EU Commission president On Tuesday the European Parliament votes on the next EU Commission president. Ursula von der Leyen has promised parliament a bigger say in Brussels’ decision-making as she seeks MEPs for the top post in Brussels for the next five years. “A successful vote will be largely ignored by markets, but a failure to garner enough support (which is still a possibility) could blow up the entire deal that the Council reached earlier this month, though we do think that Ms [Christine] Lagarde’s ECB nomination will be safe either way,” said strategists at TD Securities.

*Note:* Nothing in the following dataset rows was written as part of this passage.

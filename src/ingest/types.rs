// src/ingest/types.rs
use anyhow::Result;
use chrono::{DateTime, Utc};
use tokio_util::sync::CancellationToken;

/// Canonical article shape shared by every provider and every read path.
#[derive(Debug, Clone, serde::Serialize, serde::Deserialize, PartialEq, Eq)]
#[serde(rename_all = "camelCase")]
pub struct Article {
    pub id: String,     // source prefix + native id, e.g. "hn_42"
    pub title: String,
    pub url: String,
    pub author: String,
    pub source: String, // e.g. "Hacker News", "DEV.to"
    pub score: i64,     // provider-native popularity, not normalized
    pub created_at: DateTime<Utc>,
    #[serde(default)]
    pub tags: Vec<String>,
}

/// Build a collision-free article id from a provider prefix and the upstream id.
pub fn prefixed_id(prefix: &str, native_id: impl std::fmt::Display) -> String {
    format!("{prefix}_{native_id}")
}

/// One upstream content source.
///
/// Implementations must return at most `limit` articles, skip items that fail
/// individually, and fail the whole call only when the upstream listing itself
/// is unreachable or `cancel` fires.
#[async_trait::async_trait]
pub trait ArticleProvider: Send + Sync {
    async fn fetch_articles(&self, cancel: &CancellationToken, limit: usize)
        -> Result<Vec<Article>>;
    fn name(&self) -> &'static str;
}
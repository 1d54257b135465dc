//! # Article aggregator
//!
//! Cache-aside read of the merged article set. On a miss every registered
//! provider is called concurrently (one task each, sharing a child
//! cancellation token); the first failure cancels the siblings and fails the
//! whole read without touching the cache. On success the results are merged,
//! de-duplicated by id, sorted newest first and cached for the freshness
//! window. Every other read is a view over that merged set.

use std::collections::HashSet;
use std::sync::{Arc, Mutex, PoisonError};
use std::time::{Duration, Instant};

use metrics::{counter, gauge, histogram};
use tokio::task::JoinSet;
use tokio_util::sync::CancellationToken;
use tracing::{debug, info, warn};

use crate::cache::Cache;
use crate::error::{FeedError, Result};
use crate::ingest::ensure_metrics_described;
use crate::ingest::types::{Article, ArticleProvider};
use crate::recommend::recommend;
use crate::search::search_articles;

pub const ALL_ARTICLES_KEY: &str = "all_articles";
pub const DEFAULT_PROVIDER_LIMIT: usize = 100;
pub const DEFAULT_CACHE_TTL: Duration = Duration::from_secs(5 * 60);
pub const DEFAULT_LATEST_LIMIT: usize = 30;
pub const DEFAULT_RECOMMENDED_LIMIT: usize = 30;
/// The merged set always expires; a zero TTL is raised to this.
pub const MIN_CACHE_TTL: Duration = Duration::from_secs(1);

/// The merged set is shared, never copied, between cache and readers.
pub type ArticleSet = Arc<Vec<Article>>;

pub type DynProvider = Arc<dyn ArticleProvider>;
pub type DynArticleCache = Arc<dyn Cache<ArticleSet>>;

#[derive(Debug, Clone, Copy)]
pub struct AggregatorLimits {
    pub provider_limit: usize,
    pub cache_ttl: Duration,
    pub latest_limit: usize,
    pub recommended_limit: usize,
}

impl Default for AggregatorLimits {
    fn default() -> Self {
        Self {
            provider_limit: DEFAULT_PROVIDER_LIMIT,
            cache_ttl: DEFAULT_CACHE_TTL,
            latest_limit: DEFAULT_LATEST_LIMIT,
            recommended_limit: DEFAULT_RECOMMENDED_LIMIT,
        }
    }
}

pub struct ArticleService {
    providers: Vec<DynProvider>,
    cache: DynArticleCache,
    limits: AggregatorLimits,
    /// Serializes the miss path so concurrent misses share one fan-out.
    refresh: tokio::sync::Mutex<()>,
}

impl ArticleService {
    pub fn new(providers: Vec<DynProvider>, cache: DynArticleCache) -> Self {
        Self::with_limits(providers, cache, AggregatorLimits::default())
    }

    pub fn with_limits(
        providers: Vec<DynProvider>,
        cache: DynArticleCache,
        mut limits: AggregatorLimits,
    ) -> Self {
        ensure_metrics_described();
        limits.cache_ttl = limits.cache_ttl.max(MIN_CACHE_TTL);
        Self {
            providers,
            cache,
            limits,
            refresh: tokio::sync::Mutex::new(()),
        }
    }

    pub fn limits(&self) -> &AggregatorLimits {
        &self.limits
    }

    /// Drop the cached merged set; the next read refetches.
    pub fn invalidate(&self) {
        self.cache.delete(ALL_ARTICLES_KEY);
    }

    /// Merged, newest-first article set. A cache hit is returned as stored.
    pub async fn get_all_articles(&self, cancel: &CancellationToken) -> Result<ArticleSet> {
        if let Some(hit) = self.cache.get(ALL_ARTICLES_KEY) {
            counter!("feed_cache_hits_total").increment(1);
            return Ok(hit);
        }

        let _guard = tokio::select! {
            biased;
            _ = cancel.cancelled() => return Err(FeedError::Cancelled),
            g = self.refresh.lock() => g,
        };

        // Another caller may have refreshed while we waited.
        if let Some(hit) = self.cache.get(ALL_ARTICLES_KEY) {
            counter!("feed_cache_hits_total").increment(1);
            return Ok(hit);
        }
        counter!("feed_cache_misses_total").increment(1);

        let t0 = Instant::now();
        let mut articles = self.fan_out(cancel).await?;

        let before = articles.len();
        dedup_by_id(&mut articles);
        if articles.len() < before {
            warn!(target: "feed", dropped = before - articles.len(), "duplicate article ids in merge");
        }
        // stable: equal timestamps keep provider order
        articles.sort_by(|a, b| b.created_at.cmp(&a.created_at));

        let set: ArticleSet = Arc::new(articles);
        self.cache
            .set(ALL_ARTICLES_KEY, Arc::clone(&set), self.limits.cache_ttl);

        histogram!("feed_fetch_ms").record(t0.elapsed().as_secs_f64() * 1_000.0);
        gauge!("feed_merged_articles").set(set.len() as f64);
        info!(
            target: "feed",
            count = set.len(),
            providers = self.providers.len(),
            ttl_secs = self.limits.cache_ttl.as_secs(),
            "merged article set refreshed"
        );
        Ok(set)
    }

    /// One task per provider; first error cancels the shared token and shuts the set down.
    async fn fan_out(&self, cancel: &CancellationToken) -> Result<Vec<Article>> {
        let shared = cancel.child_token();
        let acc: Arc<Mutex<Vec<Article>>> = Arc::new(Mutex::new(Vec::new()));
        let limit = self.limits.provider_limit;

        let mut tasks = JoinSet::new();
        for provider in &self.providers {
            let provider = Arc::clone(provider);
            let token = shared.clone();
            let acc = Arc::clone(&acc);
            tasks.spawn(async move {
                let name = provider.name();
                match provider.fetch_articles(&token, limit).await {
                    Ok(mut fetched) => {
                        fetched.truncate(limit);
                        debug!(target: "feed", provider = name, count = fetched.len(), "provider ok");
                        acc.lock()
                            .unwrap_or_else(PoisonError::into_inner)
                            .append(&mut fetched);
                        Ok(())
                    }
                    Err(source) => {
                        token.cancel();
                        Err(FeedError::Upstream {
                            provider: name,
                            source,
                        })
                    }
                }
            });
        }

        let mut first_err: Option<FeedError> = None;
        while let Some(joined) = tasks.join_next().await {
            let res = joined.unwrap_or_else(|e| Err(FeedError::Task(e.to_string())));
            if let Err(e) = res {
                shared.cancel();
                first_err = Some(e);
                break;
            }
        }

        if let Some(err) = first_err {
            tasks.shutdown().await;
            if let FeedError::Upstream { provider, .. } = &err {
                counter!("feed_provider_errors_total", "provider" => *provider).increment(1);
            }
            if cancel.is_cancelled() {
                warn!(target: "feed", "article fetch cancelled by caller");
                return Err(FeedError::Cancelled);
            }
            warn!(target: "feed", error = %err, "aggregation failed; cache left untouched");
            return Err(err);
        }

        let merged = std::mem::take(&mut *acc.lock().unwrap_or_else(PoisonError::into_inner));
        Ok(merged)
    }

    /// First `latest_limit` articles of the merged set.
    pub async fn get_latest_articles(&self, cancel: &CancellationToken) -> Result<Vec<Article>> {
        let all = self.get_all_articles(cancel).await?;
        Ok(all
            .iter()
            .take(self.limits.latest_limit)
            .cloned()
            .collect())
    }

    pub async fn get_article_by_id(
        &self,
        cancel: &CancellationToken,
        id: &str,
    ) -> Result<Article> {
        let all = self.get_all_articles(cancel).await?;
        all.iter()
            .find(|a| a.id == id)
            .cloned()
            .ok_or_else(|| FeedError::NotFound(id.to_string()))
    }

    pub async fn get_recommended_articles(
        &self,
        cancel: &CancellationToken,
        interests: &[String],
    ) -> Result<Vec<Article>> {
        let all = self.get_all_articles(cancel).await?;
        Ok(recommend(&all, interests, self.limits.recommended_limit))
    }

    pub async fn search_articles(
        &self,
        cancel: &CancellationToken,
        query: &str,
    ) -> Result<Vec<Article>> {
        let all = self.get_all_articles(cancel).await?;
        Ok(search_articles(&all, query))
    }
}

/// Keep the first occurrence of every id, preserving order.
fn dedup_by_id(articles: &mut Vec<Article>) {
    let mut seen: HashSet<String> = HashSet::with_capacity(articles.len());
    articles.retain(|a| seen.insert(a.id.clone()));
}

South Africa rates On Thursday attention shifts to South Africa, where the reserve bank is widely expected to announce a 25 basis point cut to the repo rate, putting it at 6.5 per cent. Since the last SARB meeting in May, the monetary policy committee has undergone a massive transition. Strategists at TD Securities “think the message will be moderately dovish, suggesting potentially more easing,” and expect “slightly positive” reaction in the rand as they argue markets have “priced for more easing than we expect”.